A indicação se refere às reuniões da comissão técnica montada por Dino para o integral cumprimento da decisão do STF que derrubou o orçamento secreto - revelado pelo Estadão - e proibiu qualquer prática similar. A missão do grupo é centralizar os dados sobre as emendas, após o Congresso e o Executivo relatarem "limitações" nas informações que dispõem sobre os repasses.
O ministro já havia determinado à Controladoria-Geral da União (CGU) que promovesse auditorias nos municípios que mais receberam emendas parlamentares, por habitante, nos anos de 2020 a 2023.
Cruzando dados orçamentários e do Censo de 2022, o Estadão chegou à lista de municípios que deverão ser analisados pela CGU. Concentradas em Roraima, no Amapá e no Tocantins, as cidades são base eleitoral do ex-presidente do Senado Davi Alcolumbre (União-AP); do ministro da Agricultura, Carlos Fávaro; e dos senadores Mecias de Jesus (Republicanos-RR) e Chico Rodrigues (PSB-RR), entre outros.
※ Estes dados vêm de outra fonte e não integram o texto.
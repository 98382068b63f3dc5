//! Store error types
//!
//! Error codes:
//! - GLOSS_STORE_EMPTY (ERROR)
//! - GLOSS_STORE_INVARIANT_VIOLATED (FATAL)
//!
//! Duplicate keys are not an error. Insert of a duplicate is a silent no-op.

use std::fmt;

/// Severity levels for store errors
#[derive(Debug, Clone, Copy, PartialEq, Eq, PartialOrd, Ord)]
pub enum Severity {
    /// The caller asked for something that does not exist; the store is fine
    Error,
    /// The tree structure is broken and must not be trusted
    Fatal,
}

impl fmt::Display for Severity {
    fn fmt(&self, f: &mut fmt::Formatter<'_>) -> fmt::Result {
        match self {
            Severity::Error => write!(f, "ERROR"),
            Severity::Fatal => write!(f, "FATAL"),
        }
    }
}

/// Store-specific error codes
#[derive(Debug, Clone, Copy, PartialEq, Eq)]
pub enum StoreErrorCode {
    /// first/last called on a store with no records
    GlossStoreEmpty,
    /// Verification found a broken height, balance or order invariant
    GlossStoreInvariantViolated,
}

impl StoreErrorCode {
    /// Returns the string code
    pub fn code(&self) -> &'static str {
        match self {
            StoreErrorCode::GlossStoreEmpty => "GLOSS_STORE_EMPTY",
            StoreErrorCode::GlossStoreInvariantViolated => "GLOSS_STORE_INVARIANT_VIOLATED",
        }
    }

    /// Returns the severity level for this error
    pub fn severity(&self) -> Severity {
        match self {
            StoreErrorCode::GlossStoreEmpty => Severity::Error,
            StoreErrorCode::GlossStoreInvariantViolated => Severity::Fatal,
        }
    }
}

impl fmt::Display for StoreErrorCode {
    fn fmt(&self, f: &mut fmt::Formatter<'_>) -> fmt::Result {
        write!(f, "{}", self.code())
    }
}

/// Store error type with full context
#[derive(Debug, Clone, PartialEq, Eq)]
pub struct StoreError {
    code: StoreErrorCode,
    message: String,
}

impl StoreError {
    /// The store holds no records
    pub fn empty(operation: &str) -> Self {
        Self {
            code: StoreErrorCode::GlossStoreEmpty,
            message: format!("{} on empty store", operation),
        }
    }

    /// A structural invariant does not hold
    pub fn invariant_violated(reason: impl Into<String>) -> Self {
        Self {
            code: StoreErrorCode::GlossStoreInvariantViolated,
            message: reason.into(),
        }
    }

    /// Returns the error code
    pub fn code(&self) -> StoreErrorCode {
        self.code
    }

    /// Returns the severity level
    pub fn severity(&self) -> Severity {
        self.code.severity()
    }

    /// Returns the error message
    pub fn message(&self) -> &str {
        &self.message
    }

    /// Returns whether the store should no longer be used
    pub fn is_fatal(&self) -> bool {
        self.severity() == Severity::Fatal
    }
}

impl fmt::Display for StoreError {
    fn fmt(&self, f: &mut fmt::Formatter<'_>) -> fmt::Result {
        write!(f, "[{}] {}: {}", self.severity(), self.code.code(), self.message)
    }
}

impl std::error::Error for StoreError {}

/// Result type for store operations
pub type StoreResult<T> = Result<T, StoreError>;

#[cfg(test)]
mod tests {
    use super::*;

    #[test]
    fn test_error_codes() {
        assert_eq!(StoreErrorCode::GlossStoreEmpty.code(), "GLOSS_STORE_EMPTY");
        assert_eq!(
            StoreErrorCode::GlossStoreInvariantViolated.code(),
            "GLOSS_STORE_INVARIANT_VIOLATED"
        );
    }

    #[test]
    fn test_empty_is_not_fatal() {
        let err = StoreError::empty("first");
        assert_eq!(err.code(), StoreErrorCode::GlossStoreEmpty);
        assert!(!err.is_fatal());
    }

    #[test]
    fn test_invariant_violation_is_fatal() {
        let err = StoreError::invariant_violated("height mismatch");
        assert!(err.is_fatal());
        assert_eq!(err.message(), "height mismatch");
    }

    #[test]
    fn test_error_display() {
        let err = StoreError::empty("last");
        let display = format!("{}", err);
        assert_eq!(display, "[ERROR] GLOSS_STORE_EMPTY: last on empty store");
    }
}
//! glossdb - a case-insensitive, key-ordered in-memory record store
//!
//! Records (a headword plus a translation and a note) are kept in an AVL
//! tree keyed by the case-folded headword, so lookups, ordered listing and
//! neighbor queries stay logarithmic whatever the insertion order.
//!
//! ```
//! use glossdb::record::{Record, SearchField};
//! use glossdb::store::OrderedStore;
//!
//! let mut store = OrderedStore::new();
//! store.insert(Record::new("Gamma", "third"));
//! store.insert(Record::new("Alpha", "first"));
//!
//! assert!(store.member("ALPHA"));
//! assert_eq!(store.successor("Alpha").map(|r| r.key()), Some("Gamma"));
//! assert_eq!(store.find_by_field("THIRD", SearchField::Translation).len(), 1);
//! ```

pub mod cli;
pub mod observability;
pub mod record;
pub mod store;
//! In-order iteration over the tree

use std::iter::FusedIterator;

use crate::record::Record;

use super::node::{Link, Node};

/// Ascending-key iterator over a store's records.
///
/// Holds at most one stack entry per tree level.
pub struct Iter<'a> {
    stack: Vec<&'a Node>,
    remaining: usize,
}

impl<'a> Iter<'a> {
    pub(crate) fn new(root: &'a Link, len: usize) -> Self {
        let mut iter = Self {
            stack: Vec::new(),
            remaining: len,
        };
        iter.push_left_spine(root);
        iter
    }

    fn push_left_spine(&mut self, mut link: &'a Link) {
        while let Some(node) = link {
            self.stack.push(node);
            link = &node.left;
        }
    }
}

impl<'a> Iterator for Iter<'a> {
    type Item = &'a Record;

    fn next(&mut self) -> Option<Self::Item> {
        let node = self.stack.pop()?;
        self.push_left_spine(&node.right);
        self.remaining = self.remaining.saturating_sub(1);
        Some(&node.record)
    }

    fn size_hint(&self) -> (usize, Option<usize>) {
        (self.remaining, Some(self.remaining))
    }
}

impl ExactSizeIterator for Iter<'_> {}

impl FusedIterator for Iter<'_> {}
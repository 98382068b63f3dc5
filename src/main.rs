//! glossdb CLI entry point
//!
//! Parses arguments, dispatches to the CLI module, prints errors to stderr
//! and exits non-zero on failure. All logic lives in `cli`.

use glossdb::cli;

fn main() {
    if let Err(e) = cli::run() {
        eprintln!("{}", e);
        std::process::exit(1);
    }
}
A Câmara chegou a afirmar que "não tem como colaborar" com os dados dos "patrocinadores" das emendas de comissão.
'Parlamentarização'
A maior parte do voto de Dino reproduz a decisão em que ele suspendeu todas as emendas impositivas até que o Congresso dê transparência ao repasses. O ministro frisou que a instituição do "orçamento impositivo" não significa a exclusão dos critérios constitucionais e legais para a execução da lei orçamentária. Ele chamou de "anomalia" o fato de o Brasil ter um sistema presidencialista convivendo com a "figura de parlamentares que ordenam despesas discricionárias como se autoridades administrativas fossem". A avaliação de Dino é a de que o "equivocado desenho prático" das emendas impositivas gerou a "parlamentarização" das despesas públicas, sem que exista um sistema de responsabilidade política e administrativa implantado no Congresso.
Como os despachos de Dino são analisados em sessão virtual, os ministros podem optar por seguir o relator, sem apresentar suas razões para tanto. Também se manifestaram sobre o caso apenas os ministros André Mendonça e Dias Toffoli. O primeiro destacou a possibilidade de uma resolução consensual do imbróglio. Já Toffoli acenou ao Parlamento e lembrou do voto que proferiu quando o STF derrubou o orçamento secreto.
No julgamento em questão, Toffoli foi um dos cinco ministros que defenderam a manutenção das emendas do relator, desde que adotados critérios mais transparentes na distribuição dos recursos das emendas parlamentares. Os ministros votaram em uma sessão extraordinária que se encerraria à meia-noite de hoje. Eles registraram os votos na plataforma online sem debate presencial ou por videoconferência.
Recurso
Em outro revés do Congresso, o presidente do Supremo, Luís Roberto Barroso, barrou na madrugada ontem uma ofensiva do Legislativo e dos partidos contra a decisão que sustou a execução de todas as emendas impositivas. O Senado e a Câmara queriam que Barroso derrubasse monocraticamente despachos assinados por Dino. Barroso negou o pedido ressaltando que as decisões foram submetidas a referendo no plenário da Corte.
"Em situações absolutamente excepcionais, o Supremo Tribunal Federal já admitiu a suspensão, pela presidência, de decisões proferidas por outros ministros. No presente caso, contudo, essas circunstâncias não estão presentes", argumentou Barroso. O presidente do STF destacou ainda que o voto apresentado por Dino no julgamento concluído ontem "sinaliza a possibilidade de construir solução consensual para a questão".
As informações são do jornal O Estado de S. Paulo.